Sunday, May 13, 2018

Understanding the Thug Mind

David Brooks writes supposedly conservative opinion for The New York Times, syndicated elsewhere. As a Timesman he has been hating on Trump for a couple of years.

A decade ago I liked some of Brooks' columns but have avoided most of it recently. Today I think he has "come up for air" after discovering some bottom-dwelling truth, his column appears in the Tampa Bay Times.

Brooks starts out talking about the mobbed-up hoodlums and corrupt union bosses Trump had to deal with as a successful builder in NYC and Atlantic City.

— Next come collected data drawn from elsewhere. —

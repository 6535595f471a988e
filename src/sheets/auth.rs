//! OAuth2 for installed applications.
//!
//! The client is described by the `credentials.json` that can be downloaded
//! from the Google cloud console, the authorized token is kept in a
//! `token.json` next to it.

use std::io::{self, BufRead, Write};
use std::path::{Path, PathBuf};

use chrono::{DateTime, Datelike, TimeDelta, Utc};
use log::{debug, info};
use reqwest::blocking::Client;
use reqwest::Url;
use serde::{Deserialize, Serialize};
use thiserror::Error;

use crate::utils;

/// Read access to the spreadsheets is all that is needed.
pub const SCOPE: &str = "https://www.googleapis.com/auth/spreadsheets.readonly";

/// Used when the credentials do not list any redirect uri, google will then
/// display the code to the user.
const OUT_OF_BAND_REDIRECT: &str = "urn:ietf:wg:oauth:2.0:oob";

/// Tokens are refreshed this many seconds before they expire.
const EXPIRY_DELTA: i64 = 10;

#[derive(Debug, Error)]
pub enum AuthError {
    #[error("unable to read `{}`", path.display())]
    Read {
        path: PathBuf,
        #[source]
        source: io::Error,
    },
    #[error("unable to parse `{}`", path.display())]
    Parse {
        path: PathBuf,
        #[source]
        source: serde_json::Error,
    },
    #[error("unable to save the token to `{}`", path.display())]
    Save {
        path: PathBuf,
        #[source]
        source: io::Error,
    },
    #[error("unable to read the authorization code")]
    Prompt(#[source] io::Error),
    #[error("no authorization code has been entered")]
    MissingCode,
    #[error("the token is expired and has no refresh token")]
    NotRefreshable,
    #[error("`{0}` is not a valid url")]
    InvalidUrl(String),
    #[error(transparent)]
    Http(#[from] reqwest::Error),
    #[error("the token endpoint responded with {status}: {message}")]
    Rejected { status: u16, message: String },
}

/// The `credentials.json` of an oauth client.
#[derive(Debug, Clone, Deserialize)]
pub struct ClientCredentials {
    #[serde(alias = "web")]
    installed: ClientSecrets,
}

impl ClientCredentials {
    pub fn try_from_file(path: impl AsRef<Path>) -> Result<Self, AuthError> {
        read_json(path.as_ref())
    }

    pub fn secrets(&self) -> &ClientSecrets {
        &self.installed
    }
}

#[derive(Debug, Clone, Deserialize)]
pub struct ClientSecrets {
    client_id: String,
    #[serde(default)]
    client_secret: String,
    auth_uri: String,
    token_uri: String,
    #[serde(default)]
    redirect_uris: Vec<String>,
}

impl ClientSecrets {
    fn redirect_uri(&self) -> &str {
        self.redirect_uris
            .first()
            .map_or(OUT_OF_BAND_REDIRECT, String::as_str)
    }

    /// The page where the user grants access to the sheets.
    pub fn authorization_url(&self) -> Result<Url, AuthError> {
        Url::parse_with_params(
            &self.auth_uri,
            &[
                ("access_type", "offline"),
                ("client_id", self.client_id.as_str()),
                ("redirect_uri", self.redirect_uri()),
                ("response_type", "code"),
                ("scope", SCOPE),
                ("state", "state-token"),
            ],
        )
        .map_err(|_| AuthError::InvalidUrl(self.auth_uri.clone()))
    }

    fn request_token(
        &self,
        http: &Client,
        form: &[(&str, &str)],
    ) -> Result<TokenResponse, AuthError> {
        debug!("POST {}", self.token_uri);
        let response = http.post(&self.token_uri).form(form).send()?;

        let status = response.status();
        if !status.is_success() {
            return Err(AuthError::Rejected {
                status: status.as_u16(),
                message: response.text().unwrap_or_default(),
            });
        }

        Ok(response.json()?)
    }

    /// Exchanges the code the user got after granting access for a token.
    pub fn exchange_code(&self, http: &Client, code: &str) -> Result<Token, AuthError> {
        let response = self.request_token(
            http,
            &[
                ("grant_type", "authorization_code"),
                ("code", code),
                ("client_id", self.client_id.as_str()),
                ("client_secret", self.client_secret.as_str()),
                ("redirect_uri", self.redirect_uri()),
            ],
        )?;

        Ok(response.into_token(None, Utc::now()))
    }

    /// Returns a new access token for an expired token.
    pub fn refresh(&self, http: &Client, token: &Token) -> Result<Token, AuthError> {
        let Some(refresh_token) = token.refresh_token.as_deref() else {
            return Err(AuthError::NotRefreshable);
        };

        let response = self.request_token(
            http,
            &[
                ("grant_type", "refresh_token"),
                ("refresh_token", refresh_token),
                ("client_id", self.client_id.as_str()),
                ("client_secret", self.client_secret.as_str()),
            ],
        )?;

        Ok(response.into_token(token.refresh_token.clone(), Utc::now()))
    }
}

/// The contents of `token.json`.
#[derive(Debug, Clone, PartialEq, Eq, Serialize, Deserialize)]
pub struct Token {
    access_token: String,
    #[serde(default)]
    token_type: String,
    #[serde(default, skip_serializing_if = "Option::is_none")]
    refresh_token: Option<String>,
    #[serde(default, skip_serializing_if = "Option::is_none")]
    expiry: Option<DateTime<Utc>>,
}

impl Token {
    pub fn try_from_file(path: impl AsRef<Path>) -> Result<Self, AuthError> {
        read_json(path.as_ref())
    }

    pub fn save(&self, path: impl AsRef<Path>) -> Result<(), AuthError> {
        let path = path.as_ref();
        info!("saving token to `{}`", path.display());

        let save_error = |source| AuthError::Save {
            path: path.to_path_buf(),
            source,
        };

        let json = serde_json::to_string(self)
            .map_err(io::Error::from)
            .map_err(save_error)?;
        utils::write(path, json).map_err(save_error)
    }

    pub fn access_token(&self) -> &str {
        &self.access_token
    }

    /// Tokens without an expiry (or with the zero time) never expire.
    #[must_use]
    pub fn is_expired(&self, now: DateTime<Utc>) -> bool {
        match self.expiry {
            Some(expiry) if expiry.year() > 1 => {
                expiry - TimeDelta::seconds(EXPIRY_DELTA) <= now
            }
            _ => false,
        }
    }
}

#[derive(Debug, Deserialize)]
struct TokenResponse {
    access_token: String,
    #[serde(default)]
    token_type: String,
    #[serde(default)]
    refresh_token: Option<String>,
    #[serde(default)]
    expires_in: Option<i64>,
}

impl TokenResponse {
    fn into_token(self, refresh_token: Option<String>, now: DateTime<Utc>) -> Token {
        Token {
            access_token: self.access_token,
            token_type: self.token_type,
            // a refresh does not always hand out a new refresh token
            refresh_token: self.refresh_token.or(refresh_token),
            expiry: self
                .expires_in
                .and_then(TimeDelta::try_seconds)
                .map(|expires_in| now + expires_in),
        }
    }
}

fn read_json<T: serde::de::DeserializeOwned>(path: &Path) -> Result<T, AuthError> {
    let contents = utils::read_to_string(path).map_err(|source| AuthError::Read {
        path: path.to_path_buf(),
        source,
    })?;

    serde_json::from_str(&contents).map_err(|source| AuthError::Parse {
        path: path.to_path_buf(),
        source,
    })
}

fn prompt_for_code(url: &Url, input: &mut impl BufRead) -> Result<String, AuthError> {
    println!(
        "Go to the following link in your browser then type the authorization code:\n{}",
        url
    );
    io::stdout().flush().map_err(AuthError::Prompt)?;

    let mut code = String::new();
    input.read_line(&mut code).map_err(AuthError::Prompt)?;

    let code = code.trim();
    if code.is_empty() {
        return Err(AuthError::MissingCode);
    }

    Ok(code.to_string())
}

/// Returns a valid access token.
///
/// Without a stored token the user is asked to authorize the client on the
/// terminal. Expired tokens are refreshed. New tokens are stored in
/// `token_file`.
pub fn authorize(
    credentials: impl AsRef<Path>,
    token_file: impl AsRef<Path>,
) -> Result<String, AuthError> {
    authorize_with_input(credentials, token_file, &mut io::stdin().lock())
}

/// Like [`authorize`], but reads the authorization code from `input`.
fn authorize_with_input(
    credentials: impl AsRef<Path>,
    token_file: impl AsRef<Path>,
    input: &mut impl BufRead,
) -> Result<String, AuthError> {
    let token_file = token_file.as_ref();
    let credentials = ClientCredentials::try_from_file(credentials)?;
    let secrets = credentials.secrets();
    let http = Client::new();

    let mut token = if token_file.is_file() {
        debug!("using token from `{}`", token_file.display());
        Token::try_from_file(token_file)?
    } else {
        info!("no token found, authorization is required");
        let code = prompt_for_code(&secrets.authorization_url()?, input)?;
        let token = secrets.exchange_code(&http, &code)?;
        token.save(token_file)?;
        token
    };

    if token.is_expired(Utc::now()) {
        info!("refreshing the expired token");
        token = secrets.refresh(&http, &token)?;
        token.save(token_file)?;
    }

    Ok(token.access_token)
}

But, he adds:
I can’t help but wonder if that kind of background has provided a decent education for dealing with the sort of hopped-up mobsters running parts of the world today. There is growing reason to believe that Donald Trump understands the thug mind a whole lot better than the people who attended our prestigious Foreign Service academies.
Brooks then cites hopeful signs in our dealings with North Korea, China, and Iran as examples of where perhaps Trump knows better than his predecessors. And he concludes:
I’d feel a lot better if Trump showed some awareness of the complexity of the systems he’s disrupting, and the possibly cataclysmic unintended consequences. But there is some lizard wisdom here. The world is a lot more like the Atlantic City real estate market than the GREs.
Honestly, it isn't a bad hypothesis. The other DrC and I have been binge-watching Gotham, having only recently 'discovered' it. The mafia model of "show respect but threaten extreme violence" Don Falcone practices isn't so far removed from Trump foreign policy.

He's had nice things to say about Kim and Xi, but freeing up Mattis to slaughter ISIS fighters wholesale makes the violence point too. Not for our Donald the measured "proportional response," he says clearly "cross me and I'll murder your society, root and branch." It seems to work.